_Exercise details_
Beneath this task are records; print exactly the stretch of them from the line with "filename src/scheduler.rs" through the line with "impl fmt::Display for RequestSpec", both ends included.

Stored entries
────────────────

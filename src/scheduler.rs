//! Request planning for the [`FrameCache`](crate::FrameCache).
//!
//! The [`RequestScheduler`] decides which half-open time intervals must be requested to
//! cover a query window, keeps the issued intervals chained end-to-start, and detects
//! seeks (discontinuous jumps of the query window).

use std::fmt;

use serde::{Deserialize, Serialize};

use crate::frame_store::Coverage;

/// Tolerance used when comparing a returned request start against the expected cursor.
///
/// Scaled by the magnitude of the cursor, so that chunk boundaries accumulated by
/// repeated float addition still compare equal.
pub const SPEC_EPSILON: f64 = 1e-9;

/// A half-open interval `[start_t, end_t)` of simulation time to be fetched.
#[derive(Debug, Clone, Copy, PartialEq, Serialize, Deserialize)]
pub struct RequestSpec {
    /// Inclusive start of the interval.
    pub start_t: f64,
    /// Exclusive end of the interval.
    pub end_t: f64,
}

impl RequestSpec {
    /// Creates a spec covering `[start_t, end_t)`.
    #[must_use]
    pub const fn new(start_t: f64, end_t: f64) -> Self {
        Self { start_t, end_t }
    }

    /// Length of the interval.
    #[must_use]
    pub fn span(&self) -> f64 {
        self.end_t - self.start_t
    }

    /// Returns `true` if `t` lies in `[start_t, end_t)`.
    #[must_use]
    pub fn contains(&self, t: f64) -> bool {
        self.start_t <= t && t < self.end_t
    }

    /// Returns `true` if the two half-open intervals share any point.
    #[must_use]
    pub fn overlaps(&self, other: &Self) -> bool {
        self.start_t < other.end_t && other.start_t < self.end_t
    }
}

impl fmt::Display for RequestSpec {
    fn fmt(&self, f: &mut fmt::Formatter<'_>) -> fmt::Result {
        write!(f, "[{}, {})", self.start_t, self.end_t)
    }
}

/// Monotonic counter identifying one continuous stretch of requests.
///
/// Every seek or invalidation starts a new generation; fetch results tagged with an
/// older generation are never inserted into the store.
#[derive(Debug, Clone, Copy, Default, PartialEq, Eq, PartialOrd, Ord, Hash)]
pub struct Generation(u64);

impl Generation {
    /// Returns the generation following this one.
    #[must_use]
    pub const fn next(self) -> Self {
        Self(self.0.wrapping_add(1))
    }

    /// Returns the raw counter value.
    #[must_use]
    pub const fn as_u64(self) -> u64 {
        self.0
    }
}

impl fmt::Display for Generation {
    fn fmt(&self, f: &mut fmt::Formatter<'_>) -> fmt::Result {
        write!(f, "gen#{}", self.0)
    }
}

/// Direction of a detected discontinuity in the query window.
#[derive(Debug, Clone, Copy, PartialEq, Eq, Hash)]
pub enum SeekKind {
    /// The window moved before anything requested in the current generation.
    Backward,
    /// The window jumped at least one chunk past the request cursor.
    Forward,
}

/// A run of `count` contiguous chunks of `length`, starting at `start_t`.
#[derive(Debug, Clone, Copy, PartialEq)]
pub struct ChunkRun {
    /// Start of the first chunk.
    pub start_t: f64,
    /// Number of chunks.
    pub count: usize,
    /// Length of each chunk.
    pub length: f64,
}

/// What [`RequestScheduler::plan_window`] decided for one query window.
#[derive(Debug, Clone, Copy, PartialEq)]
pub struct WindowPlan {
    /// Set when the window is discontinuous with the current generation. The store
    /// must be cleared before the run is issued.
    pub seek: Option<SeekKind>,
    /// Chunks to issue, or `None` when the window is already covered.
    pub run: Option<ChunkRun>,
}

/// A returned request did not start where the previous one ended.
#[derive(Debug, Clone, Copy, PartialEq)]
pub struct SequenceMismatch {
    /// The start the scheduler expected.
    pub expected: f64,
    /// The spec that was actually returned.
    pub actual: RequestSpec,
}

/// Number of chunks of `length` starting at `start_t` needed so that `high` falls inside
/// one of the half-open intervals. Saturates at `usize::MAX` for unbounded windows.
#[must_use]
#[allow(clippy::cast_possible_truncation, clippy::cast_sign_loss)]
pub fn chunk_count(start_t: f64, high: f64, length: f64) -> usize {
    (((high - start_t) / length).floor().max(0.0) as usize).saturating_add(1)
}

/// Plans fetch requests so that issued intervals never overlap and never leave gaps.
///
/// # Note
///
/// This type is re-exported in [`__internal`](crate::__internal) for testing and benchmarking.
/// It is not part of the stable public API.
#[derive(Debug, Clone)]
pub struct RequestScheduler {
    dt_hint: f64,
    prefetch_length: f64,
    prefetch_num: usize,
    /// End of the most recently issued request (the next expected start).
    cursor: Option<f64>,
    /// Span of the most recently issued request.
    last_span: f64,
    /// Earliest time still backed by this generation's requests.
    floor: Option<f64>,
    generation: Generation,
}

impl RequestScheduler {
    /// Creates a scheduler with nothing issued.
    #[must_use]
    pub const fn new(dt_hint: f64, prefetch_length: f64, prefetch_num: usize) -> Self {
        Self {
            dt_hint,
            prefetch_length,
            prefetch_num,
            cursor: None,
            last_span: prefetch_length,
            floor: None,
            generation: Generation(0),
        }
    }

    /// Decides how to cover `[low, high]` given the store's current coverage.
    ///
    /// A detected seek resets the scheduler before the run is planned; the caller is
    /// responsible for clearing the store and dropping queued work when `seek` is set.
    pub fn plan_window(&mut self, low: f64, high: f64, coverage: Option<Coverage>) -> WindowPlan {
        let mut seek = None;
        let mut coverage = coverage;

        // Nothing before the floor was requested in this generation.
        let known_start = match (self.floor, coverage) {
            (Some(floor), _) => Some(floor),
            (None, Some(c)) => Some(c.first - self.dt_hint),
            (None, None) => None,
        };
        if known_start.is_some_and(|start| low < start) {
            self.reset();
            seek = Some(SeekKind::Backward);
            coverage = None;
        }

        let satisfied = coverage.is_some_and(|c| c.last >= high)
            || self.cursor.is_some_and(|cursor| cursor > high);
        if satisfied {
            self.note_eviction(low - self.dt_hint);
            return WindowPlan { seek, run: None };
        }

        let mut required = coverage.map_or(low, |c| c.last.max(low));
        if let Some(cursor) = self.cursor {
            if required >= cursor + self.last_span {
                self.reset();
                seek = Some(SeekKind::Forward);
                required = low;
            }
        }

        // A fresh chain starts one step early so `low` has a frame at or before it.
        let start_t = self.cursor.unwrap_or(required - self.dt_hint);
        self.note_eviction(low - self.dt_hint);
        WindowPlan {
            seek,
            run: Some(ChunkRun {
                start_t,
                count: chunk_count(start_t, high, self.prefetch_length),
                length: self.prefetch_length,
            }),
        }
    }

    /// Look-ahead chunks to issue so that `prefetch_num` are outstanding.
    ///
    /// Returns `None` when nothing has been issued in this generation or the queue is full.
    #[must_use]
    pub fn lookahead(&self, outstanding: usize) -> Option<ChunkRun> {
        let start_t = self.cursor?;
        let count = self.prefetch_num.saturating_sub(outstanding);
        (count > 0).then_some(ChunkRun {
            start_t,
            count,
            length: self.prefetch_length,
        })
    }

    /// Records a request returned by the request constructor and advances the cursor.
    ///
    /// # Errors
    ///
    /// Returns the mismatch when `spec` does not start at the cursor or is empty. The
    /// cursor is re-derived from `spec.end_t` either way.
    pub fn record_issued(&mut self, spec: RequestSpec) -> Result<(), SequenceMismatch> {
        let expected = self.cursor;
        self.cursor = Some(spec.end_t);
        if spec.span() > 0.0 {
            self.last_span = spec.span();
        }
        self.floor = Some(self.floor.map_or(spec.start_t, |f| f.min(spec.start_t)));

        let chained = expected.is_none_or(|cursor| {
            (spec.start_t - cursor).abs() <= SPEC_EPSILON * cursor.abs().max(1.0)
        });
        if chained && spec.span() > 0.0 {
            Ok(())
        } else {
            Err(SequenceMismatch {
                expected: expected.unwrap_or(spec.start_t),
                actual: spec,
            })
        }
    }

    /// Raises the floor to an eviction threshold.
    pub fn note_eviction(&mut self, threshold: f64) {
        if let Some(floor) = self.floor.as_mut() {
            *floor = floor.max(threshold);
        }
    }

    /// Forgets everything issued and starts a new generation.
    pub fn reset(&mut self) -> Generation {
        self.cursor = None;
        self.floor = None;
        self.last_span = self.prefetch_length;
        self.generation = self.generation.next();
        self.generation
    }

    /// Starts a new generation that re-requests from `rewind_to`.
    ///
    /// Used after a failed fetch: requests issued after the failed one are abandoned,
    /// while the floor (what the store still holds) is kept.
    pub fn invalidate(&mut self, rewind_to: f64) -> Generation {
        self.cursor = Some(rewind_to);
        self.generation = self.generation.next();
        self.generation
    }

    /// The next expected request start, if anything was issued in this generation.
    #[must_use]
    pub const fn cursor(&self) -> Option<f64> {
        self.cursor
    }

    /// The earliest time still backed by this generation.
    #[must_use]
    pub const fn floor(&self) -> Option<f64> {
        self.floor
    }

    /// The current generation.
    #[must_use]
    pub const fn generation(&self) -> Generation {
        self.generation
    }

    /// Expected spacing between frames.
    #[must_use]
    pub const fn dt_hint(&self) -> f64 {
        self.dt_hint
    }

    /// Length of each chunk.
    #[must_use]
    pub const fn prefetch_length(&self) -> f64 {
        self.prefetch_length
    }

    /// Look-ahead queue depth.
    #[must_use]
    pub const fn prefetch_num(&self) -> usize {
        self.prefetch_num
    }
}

────────────────

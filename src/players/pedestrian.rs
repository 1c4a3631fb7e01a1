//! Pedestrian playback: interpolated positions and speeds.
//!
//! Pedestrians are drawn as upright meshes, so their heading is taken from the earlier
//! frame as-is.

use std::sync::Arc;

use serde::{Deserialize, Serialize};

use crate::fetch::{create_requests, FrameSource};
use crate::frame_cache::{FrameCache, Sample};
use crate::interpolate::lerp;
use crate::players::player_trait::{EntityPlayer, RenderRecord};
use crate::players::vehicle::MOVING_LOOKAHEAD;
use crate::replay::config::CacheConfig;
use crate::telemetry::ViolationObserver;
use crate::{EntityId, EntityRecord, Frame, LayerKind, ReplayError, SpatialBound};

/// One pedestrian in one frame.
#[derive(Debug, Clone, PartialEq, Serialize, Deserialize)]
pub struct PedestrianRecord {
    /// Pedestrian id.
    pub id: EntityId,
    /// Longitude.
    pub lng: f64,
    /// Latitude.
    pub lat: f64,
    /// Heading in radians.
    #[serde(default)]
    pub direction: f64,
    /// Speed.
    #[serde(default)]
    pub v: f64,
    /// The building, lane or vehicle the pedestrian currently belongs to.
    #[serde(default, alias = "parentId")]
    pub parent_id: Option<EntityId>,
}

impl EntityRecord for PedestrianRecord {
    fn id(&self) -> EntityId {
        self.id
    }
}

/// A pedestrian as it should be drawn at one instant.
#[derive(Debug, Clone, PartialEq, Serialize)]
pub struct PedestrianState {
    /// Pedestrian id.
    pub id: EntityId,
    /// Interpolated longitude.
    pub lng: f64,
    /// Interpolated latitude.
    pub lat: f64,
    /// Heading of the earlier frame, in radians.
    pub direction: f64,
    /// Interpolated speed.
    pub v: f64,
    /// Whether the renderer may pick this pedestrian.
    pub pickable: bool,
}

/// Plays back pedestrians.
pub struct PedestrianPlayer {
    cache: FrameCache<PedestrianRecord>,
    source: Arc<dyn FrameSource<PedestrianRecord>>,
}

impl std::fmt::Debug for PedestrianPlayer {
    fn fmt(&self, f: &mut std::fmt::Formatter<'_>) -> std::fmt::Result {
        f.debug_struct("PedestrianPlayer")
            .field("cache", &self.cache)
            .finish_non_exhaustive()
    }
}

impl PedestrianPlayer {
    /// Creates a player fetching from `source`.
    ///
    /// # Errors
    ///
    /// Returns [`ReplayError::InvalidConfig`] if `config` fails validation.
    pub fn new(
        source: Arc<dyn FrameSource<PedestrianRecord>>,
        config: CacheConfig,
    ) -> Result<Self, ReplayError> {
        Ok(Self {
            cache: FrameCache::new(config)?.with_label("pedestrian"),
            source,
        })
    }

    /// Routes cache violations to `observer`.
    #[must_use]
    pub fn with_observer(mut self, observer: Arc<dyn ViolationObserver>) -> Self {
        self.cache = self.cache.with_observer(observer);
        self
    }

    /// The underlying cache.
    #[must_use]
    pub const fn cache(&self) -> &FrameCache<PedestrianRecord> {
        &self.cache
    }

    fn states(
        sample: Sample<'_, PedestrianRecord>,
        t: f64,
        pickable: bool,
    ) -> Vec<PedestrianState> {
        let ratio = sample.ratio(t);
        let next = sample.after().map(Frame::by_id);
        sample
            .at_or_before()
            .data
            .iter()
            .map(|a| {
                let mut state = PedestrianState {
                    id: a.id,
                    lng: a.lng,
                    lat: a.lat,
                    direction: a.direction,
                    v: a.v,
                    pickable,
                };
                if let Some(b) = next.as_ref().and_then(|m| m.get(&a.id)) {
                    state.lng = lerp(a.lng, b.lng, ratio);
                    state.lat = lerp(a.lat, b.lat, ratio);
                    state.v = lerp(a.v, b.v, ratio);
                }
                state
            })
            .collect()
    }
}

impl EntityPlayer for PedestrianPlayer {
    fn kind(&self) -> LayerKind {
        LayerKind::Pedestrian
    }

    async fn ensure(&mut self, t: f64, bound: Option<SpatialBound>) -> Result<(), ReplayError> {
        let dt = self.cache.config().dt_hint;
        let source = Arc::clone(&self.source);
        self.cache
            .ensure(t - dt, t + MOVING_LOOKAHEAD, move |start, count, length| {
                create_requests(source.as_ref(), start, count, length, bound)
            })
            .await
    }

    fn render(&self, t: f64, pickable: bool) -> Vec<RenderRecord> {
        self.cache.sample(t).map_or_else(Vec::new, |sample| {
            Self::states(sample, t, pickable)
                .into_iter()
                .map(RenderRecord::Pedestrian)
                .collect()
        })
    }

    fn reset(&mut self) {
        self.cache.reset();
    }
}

────────────────

_Answer section_
filename src/scheduler.rs
//! Request planning for the [`FrameCache`](crate::FrameCache).
//!
//! The [`RequestScheduler`] decides which half-open time intervals must be requested to
//! cover a query window, keeps the issued intervals chained end-to-start, and detects
//! seeks (discontinuous jumps of the query window).

use std::fmt;

use serde::{Deserialize, Serialize};

use crate::frame_store::Coverage;

/// Tolerance used when comparing a returned request start against the expected cursor.
///
/// Scaled by the magnitude of the cursor, so that chunk boundaries accumulated by
/// repeated float addition still compare equal.
pub const SPEC_EPSILON: f64 = 1e-9;

/// A half-open interval `[start_t, end_t)` of simulation time to be fetched.
#[derive(Debug, Clone, Copy, PartialEq, Serialize, Deserialize)]
pub struct RequestSpec {
    /// Inclusive start of the interval.
    pub start_t: f64,
    /// Exclusive end of the interval.
    pub end_t: f64,
}

impl RequestSpec {
    /// Creates a spec covering `[start_t, end_t)`.
    #[must_use]
    pub const fn new(start_t: f64, end_t: f64) -> Self {
        Self { start_t, end_t }
    }

    /// Length of the interval.
    #[must_use]
    pub fn span(&self) -> f64 {
        self.end_t - self.start_t
    }

    /// Returns `true` if `t` lies in `[start_t, end_t)`.
    #[must_use]
    pub fn contains(&self, t: f64) -> bool {
        self.start_t <= t && t < self.end_t
    }

    /// Returns `true` if the two half-open intervals share any point.
    #[must_use]
    pub fn overlaps(&self, other: &Self) -> bool {
        self.start_t < other.end_t && other.start_t < self.end_t
    }
}

impl fmt::Display for RequestSpec {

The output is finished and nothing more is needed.